Na época, ele excursionava pelo país defendendo a aprovação da MP da Grilagem, depois transformada em projeto de lei. “O Nabhan colocou isso como uma das questões principais”, destaca o representante da AATR. “Eles escolhem alguns lugares para aplicar e é isso o que estão fazendo lá, chamando de emancipação dos assentamentos”.
Na mesma linha, o geógrafo Paulo Alentejano acredita que, caso o Titula Brasil seja implementado em larga escala, deve haver um acirramento dos conflitos nos assentamentos entre segmentos vinculados mais diretamente aos movimentos sociais, que são contra essa política, e setores internos. “Diante da fragilidade no apoio a esses assentamentos, a expectativa é de que muitos aceitem a titulação e entrem em rota de colisão com os demais.
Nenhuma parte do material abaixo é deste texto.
//! Reconnecting WebSocket transport.
//!
//! The transport dials once in [`ManagedWsTransport::connect`]. After
//! `subscribe`, a background read loop forwards every inbound frame. On a
//! read failure (EOF, protocol error, oversized message) or an explicit
//! [`Transport::reconnect`] it redials with [`ReconnectBackoff`], re-sends
//! the filter payload on the new connection and pushes
//! [`Inbound::Subscribed`] so the next frame is treated as its
//! confirmation. Connections are numbered from 1; a reconnect request
//! naming a connection that is already gone does nothing. Only
//! `unsubscribe` ends the loop.

use std::sync::atomic::{AtomicBool, AtomicU64, Ordering};
use std::sync::Arc;

use async_trait::async_trait;
use bytes::Bytes;
use tokio::sync::{mpsc, Mutex, Notify, RwLock};
use tokio_util::sync::CancellationToken;

use chainbridge_core::error::TransportError;
use chainbridge_core::filter::Filter;
use chainbridge_core::transport::{Inbound, InboundStream, Transport, TransportKind};

use crate::connection::{Frame, WsConfig, WsConnection, WsReader, WsWriter};

pub struct ManagedWsTransport {
    inner: Arc<Shared>,
}

struct Shared {
    url: String,
    config: WsConfig,
    /// Write half of the live connection, swapped on reconnect. Writers
    /// clone the `Arc` and release this lock before writing, so a write
    /// racing a reconnect lands on one connection or fails cleanly.
    writer: RwLock<Option<Arc<WsWriter>>>,
    /// Read half of the initial connection until `subscribe` takes it.
    reader: Mutex<Option<WsReader>>,
    closed: CancellationToken,
    reset: Notify,
    /// Generation of the live connection.
    generation: AtomicU64,
    /// Generation the pending reset was requested for.
    reset_for: AtomicU64,
    subscribed: AtomicBool,
}

enum Interrupted {
    Closed,
    Reset,
    Failed(TransportError),
}

impl ManagedWsTransport {
    /// Dial `url` once. A failed dial is returned, not retried.
    pub async fn connect(url: impl Into<String>, config: WsConfig) -> Result<Self, TransportError> {
        let url = url.into();
        let (writer, reader) = WsConnection::dial(&url, &config).await?.split();
        tracing::info!(url = %url, "WebSocket connected");

        Ok(Self {
            inner: Arc::new(Shared {
                url,
                config,
                writer: RwLock::new(Some(Arc::new(writer))),
                reader: Mutex::new(Some(reader)),
                closed: CancellationToken::new(),
                reset: Notify::new(),
                generation: AtomicU64::new(1),
                reset_for: AtomicU64::new(0),
                subscribed: AtomicBool::new(false),
            }),
        })
    }
}

#[async_trait]
impl Transport for ManagedWsTransport {
    fn kind(&self) -> TransportKind {
        TransportKind::ManagedWebSocket
    }

    fn url(&self) -> &str {
        &self.inner.url
    }

    async fn subscribe(&self, filter: Arc<dyn Filter>) -> Result<InboundStream, TransportError> {
        if self.inner.closed.is_cancelled() {
            return Err(TransportError::Closed);
        }
        if self.inner.subscribed.swap(true, Ordering::SeqCst) {
            return Err(TransportError::AlreadySubscribed);
        }
        let reader = self
            .inner
            .reader
            .lock()
            .await
            .take()
            .ok_or(TransportError::NotConnected)?;

        let payload = filter
            .serialize()
            .map_err(|e| TransportError::Other(e.to_string()))?;
        self.send(payload).await?;

        let (tx, rx) = mpsc::channel(self.inner.config.channel_capacity.max(1));
        let generation = self.inner.generation.load(Ordering::SeqCst);
        tx.send(Inbound::Subscribed { generation })
            .await
            .map_err(|_| TransportError::Closed)?;

        tokio::spawn(read_loop(self.inner.clone(), reader, generation, filter, tx));
        Ok(rx)
    }

    async fn send(&self, payload: Bytes) -> Result<(), TransportError> {
        let writer = self
            .inner
            .writer
            .read()
            .await
            .clone()
            .ok_or(TransportError::NotConnected)?;
        writer.send_payload(payload).await
    }

    async fn reconnect(&self, generation: u64) {
        let current = self.inner.generation.load(Ordering::SeqCst);
        if generation != current {
            tracing::debug!(
                url = %self.inner.url,
                generation,
                current,
                "ignoring reconnect for a replaced connection"
            );
            return;
        }
        self.inner.reset_for.store(generation, Ordering::SeqCst);
        self.inner.reset.notify_one();
    }

    async fn unsubscribe(&self) {
        if self.inner.closed.is_cancelled() {
            return;
        }
        self.inner.closed.cancel();
        self.inner.reader.lock().await.take();
        let writer = self.inner.writer.write().await.take();
        if let Some(writer) = writer {
            writer.close().await;
        }
        tracing::debug!(url = %self.inner.url, "WebSocket transport closed");
    }
}

async fn read_loop(
    shared: Arc<Shared>,
    mut reader: WsReader,
    mut generation: u64,
    filter: Arc<dyn Filter>,
    tx: mpsc::Sender<Inbound>,
) {
    loop {
        match drain(&shared, &mut reader, generation, &tx).await {
            Interrupted::Closed => break,
            Interrupted::Reset => {
                tracing::info!(url = %shared.url, generation, "reconnect requested");
            }
            Interrupted::Failed(e) => {
                tracing::warn!(url = %shared.url, error = %e, "WebSocket read failed");
            }
        }
        match reestablish(&shared, &filter, &tx).await {
            Some((next, next_generation)) => {
                reader = next;
                generation = next_generation;
            }
            None => break,
        }
    }

    let writer = shared.writer.write().await.take();
    if let Some(writer) = writer {
        writer.close().await;
    }
    tracing::debug!(url = %shared.url, "read loop exited");
}

/// Forward frames of connection `generation` until it fails, a reset is
/// requested for it or the transport is closed.
async fn drain(
    shared: &Shared,
    reader: &mut WsReader,
    generation: u64,
    tx: &mpsc::Sender<Inbound>,
) -> Interrupted {
    loop {
        let frame = tokio::select! {
            biased;
            _ = shared.closed.cancelled() => return Interrupted::Closed,
            _ = shared.reset.notified() => {
                // A permit left over from an earlier connection is spent here.
                if shared.reset_for.load(Ordering::SeqCst) == generation {
                    return Interrupted::Reset;
                }
                continue;
            }
            frame = reader.next_frame() => frame,
        };

        match frame {
            Ok(Some(Frame::Data(data))) => {
                tokio::select! {
                    biased;
                    _ = shared.closed.cancelled() => return Interrupted::Closed,
                    sent = tx.send(Inbound::Message(data)) => {
                        if sent.is_err() {
                            return Interrupted::Closed;
                        }
                    }
                }
            }
            Ok(Some(Frame::Ping(payload))) => {
                let writer = shared.writer.read().await.clone();
                if let Some(writer) = writer {
                    if let Err(e) = writer.pong(payload).await {
                        return Interrupted::Failed(e);
                    }
                }
            }
            Ok(None) => {
                return Interrupted::Failed(TransportError::WebSocket(
                    "connection closed by peer".into(),
                ))
            }
            Err(e) => return Interrupted::Failed(e),
        }
    }
}

/// Redial until a connection carries the subscription again, returning
/// its reader and generation. Returns `None` once the transport is closed;
/// the close flag is checked before every dial and interrupts both the
/// dial and the backoff sleep.
async fn reestablish(
    shared: &Shared,
    filter: &Arc<dyn Filter>,
    tx: &mpsc::Sender<Inbound>,
) -> Option<(WsReader, u64)> {
    shared.writer.write().await.take();

    let mut attempt: u32 = 0;
    loop {
        if shared.closed.is_cancelled() {
            return None;
        }
        attempt += 1;

        let dialed = tokio::select! {
            biased;
            _ = shared.closed.cancelled() => return None,
            dialed = resubscribe(shared, filter) => dialed,
        };

        match dialed {
            Ok((writer, reader)) => {
                *shared.writer.write().await = Some(writer);
                let generation = shared.generation.fetch_add(1, Ordering::SeqCst) + 1;
                if tx.send(Inbound::Subscribed { generation }).await.is_err() {
                    return None;
                }
                tracing::info!(url = %shared.url, attempt, generation, "WebSocket reconnected");
                return Some((reader, generation));
            }
            Err(e) => {
                let delay = shared.config.backoff.delay(attempt);
                tracing::warn!(
                    url = %shared.url,
                    attempt,
                    delay_ms = delay.as_millis() as u64,
                    error = %e,
                    "reconnect failed"
                );
                tokio::select! {
                    biased;
                    _ = shared.closed.cancelled() => return None,
                    _ = tokio::time::sleep(delay) => {}
                }
            }
        }
    }
}

async fn resubscribe(
    shared: &Shared,
    filter: &Arc<dyn Filter>,
) -> Result<(Arc<WsWriter>, WsReader), TransportError> {
    let (writer, reader) = WsConnection::dial(&shared.url, &shared.config).await?.split();
    let payload = filter
        .serialize()
        .map_err(|e| TransportError::Other(e.to_string()))?;
    writer.send_payload(payload).await?;
    Ok((Arc::new(writer), reader))
}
Como a ideologia da propriedade privada é dominante na sociedade, eles acabam achando que essa é uma garantia de segurança”, afirma. “Mas é uma ilusão de segurança, fruto da fragilização”.
Para o professor, este cenário é intensificado ainda pelo processo de reconcentração fundiária e pelo conflito violento, uma vez que interessados em se apropriar dessas terras – fazendeiros, latifundiários e grileiros – fazem pressão e até ameaças contra as famílias, obrigando-as a vender por valores irrisórios.